Crédito em Fundos Constitucionais de Financiamento: Um Desafio para a Indústria Brasileira
As taxas de juros mais baixas foram o principal fator que levou empresas industriais a buscar crédito nos Fundos Constitucionais de Financiamento (FCFs) entre 2022 e 2025. Um levantamento inédito da Confederação Nacional da Indústria (CNI) mostra que 94% das indústrias que recorreram aos fundos apontaram as condições mais vantajosas de financiamento como a principal motivação para solicitar os recursos.
Entretanto, a burocracia, as exigências de garantias pelos bancos e o desconhecimento sobre os Fundos Constitucionais ainda restringem o acesso da indústria aos recursos. Quase quatro em cada dez empresas industriais (38,1%) afirmaram não conhecer os FCFs, indicando que a política pública ainda não alcança plenamente seu público-alvo ou não é suficientemente reconhecida pelos potenciais beneficiários.
O Papel dos Fundos Constitucionais de Financiamento
Os Fundos Constitucionais de Financiamento são instrumentos de política pública criados para ampliar o acesso ao crédito e estimular o desenvolvimento econômico das regiões Norte, Nordeste e Centro-Oeste.
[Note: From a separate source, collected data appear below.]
use std::collections::HashMap;
use std::sync::Arc;

use qarag_core::config::{HybridWeights, RankingConfig};
use qarag_core::error::{QaragError, Result};
use qarag_core::models::{
    clamp_unit, sort_by_combined_desc, ChunkId, HybridScores, MetadataFilter, ScoredChunk,
    MISSING_AXIS_SCORE,
};
use qarag_store::ports::VectorIndex;

use crate::ranking;

/// Semantic, keyword and hybrid search over a vector index
#[derive(Clone)]
pub struct VectorSearch {
    index: Arc<dyn VectorIndex>,
    ranking: RankingConfig,
}

impl VectorSearch {
    pub fn new(index: Arc<dyn VectorIndex>, ranking: RankingConfig) -> Self {
        Self { index, ranking }
    }

    pub fn index(&self) -> &Arc<dyn VectorIndex> {
        &self.index
    }

    pub fn ranking(&self) -> &RankingConfig {
        &self.ranking
    }

    /// Nearest-neighbour search with multi-factor re-scoring.
    ///
    /// Over-fetches from the index, converts distances to similarities,
    /// applies ranking factors, then stable-sorts and truncates to `k`.
    pub async fn search(
        &self,
        query_vector: &[f32],
        k: usize,
        filter: Option<&MetadataFilter>,
    ) -> Result<Vec<ScoredChunk>> {
        if k == 0 {
            return Ok(Vec::new());
        }

        let fetch = self.ranking.fetch_size(k);
        let hits = self.index.query(query_vector, fetch, filter).await?;

        tracing::debug!(requested = k, fetched = hits.len(), "Vector search");

        let results = hits
            .into_iter()
            .map(|hit| ScoredChunk::new(hit.chunk, 1.0 - hit.distance))
            .collect();

        Ok(ranking::rank(results, k, &self.ranking))
    }

    /// Metadata-only lookup, every hit scored 1.0
    pub async fn keyword_search(&self, filter: &MetadataFilter, k: usize) -> Result<Vec<ScoredChunk>> {
        if filter.is_empty() {
            return Err(QaragError::validation("filter", "keyword search needs at least one criterion"));
        }
        filter.validate()?;

        let chunks = self.index.get(filter, k).await?;
        tracing::debug!(found = chunks.len(), "Keyword search");

        Ok(chunks.into_iter().map(|chunk| ScoredChunk::new(chunk, 1.0)).collect())
    }

    /// Weighted merge of semantic and keyword results.
    ///
    /// Both paths fetch `2k` results. A chunk absent from one path scores
    /// [`MISSING_AXIS_SCORE`] on that axis. Without keywords only the
    /// semantic path runs.
    pub async fn hybrid_search(
        &self,
        query_vector: &[f32],
        keywords: &[String],
        k: usize,
        filter: Option<&MetadataFilter>,
        weights: &HybridWeights,
    ) -> Result<Vec<ScoredChunk>> {
        let (semantic_weight, keyword_weight) = weights.normalized()?;
        if k == 0 {
            return Ok(Vec::new());
        }

        let fetch = k.saturating_mul(2);
        let keyword_filter = filter.cloned().unwrap_or_default().with_keywords(keywords.iter().cloned());

        let semantic = self.search(query_vector, fetch, filter);
        let keyword = async {
            if keywords.is_empty() {
                Ok(Vec::new())
            } else {
                self.keyword_search(&keyword_filter, fetch).await
            }
        };
        let (semantic, keyword) = tokio::try_join!(semantic, keyword)?;

        tracing::debug!(
            semantic = semantic.len(),
            keyword = keyword.len(),
            semantic_weight,
            keyword_weight,
            "Hybrid search"
        );

        let mut merged = merge_hybrid(semantic, keyword, semantic_weight, keyword_weight);
        merged.truncate(k);
        Ok(merged)
    }
}

/// Union both result lists by chunk id and score each with the weighted sum
pub fn merge_hybrid(
    semantic: Vec<ScoredChunk>,
    keyword: Vec<ScoredChunk>,
    semantic_weight: f32,
    keyword_weight: f32,
) -> Vec<ScoredChunk> {
    let mut positions: HashMap<ChunkId, usize> = HashMap::new();
    let mut merged: Vec<ScoredChunk> = Vec::with_capacity(semantic.len() + keyword.len());

    for mut result in semantic {
        if positions.contains_key(&result.chunk.id) {
            continue;
        }
        result.hybrid =
            Some(HybridScores { semantic: result.combined_score, keyword: MISSING_AXIS_SCORE });
        positions.insert(result.chunk.id.clone(), merged.len());
        merged.push(result);
    }

    for result in keyword {
        match positions.get(&result.chunk.id) {
            Some(&i) => {
                if let Some(scores) = merged[i].hybrid.as_mut() {
                    scores.keyword = result.combined_score;
                }
            }
            None => {
                let mut result = ScoredChunk::new(result.chunk, MISSING_AXIS_SCORE);
                result.hybrid =
                    Some(HybridScores { semantic: MISSING_AXIS_SCORE, keyword: 1.0 });
                positions.insert(result.chunk.id.clone(), merged.len());
                merged.push(result);
            }
        }
    }

    for result in &mut merged {
        if let Some(scores) = result.hybrid {
            result.combined_score =
                clamp_unit(semantic_weight * scores.semantic + keyword_weight * scores.keyword);
        }
    }

    sort_by_combined_desc(&mut merged);
    merged
}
Esses fundos oferecem linhas de financiamento com juros mais baixos, prazos mais longos para pagamento e períodos de carência destinados a empresas, produtores rurais e empreendedores que realizam investimentos produtivos nessas regiões.
Os fundos são abastecidos com 3% da arrecadação do Imposto de Renda (IR) e do Imposto sobre Produtos Industrializados (IPI), conforme prevê o artigo 159 da Constituição Federal. Atualmente, existem três fundos: FNO (Fundo Constitucional de Financiamento do Norte), FNE (Fundo Constitucional de Financiamento do Nordeste) e FCO (Fundo Constitucional de Financiamento do Centro-Oeste).
Desafios para o Acesso ao Crédito
Apesar das vantagens, o estudo aponta que a burocracia, as exigências de garantias pelos bancos e o desconhecimento sobre os Fundos Constitucionais ainda restringem o acesso da indústria aos recursos. A falta de informação e a ausência de necessidade de crédito no período aparecem empatadas como o segundo principal motivo para o não acesso aos fundos, ambas citadas por 28,2% dos entrevistados.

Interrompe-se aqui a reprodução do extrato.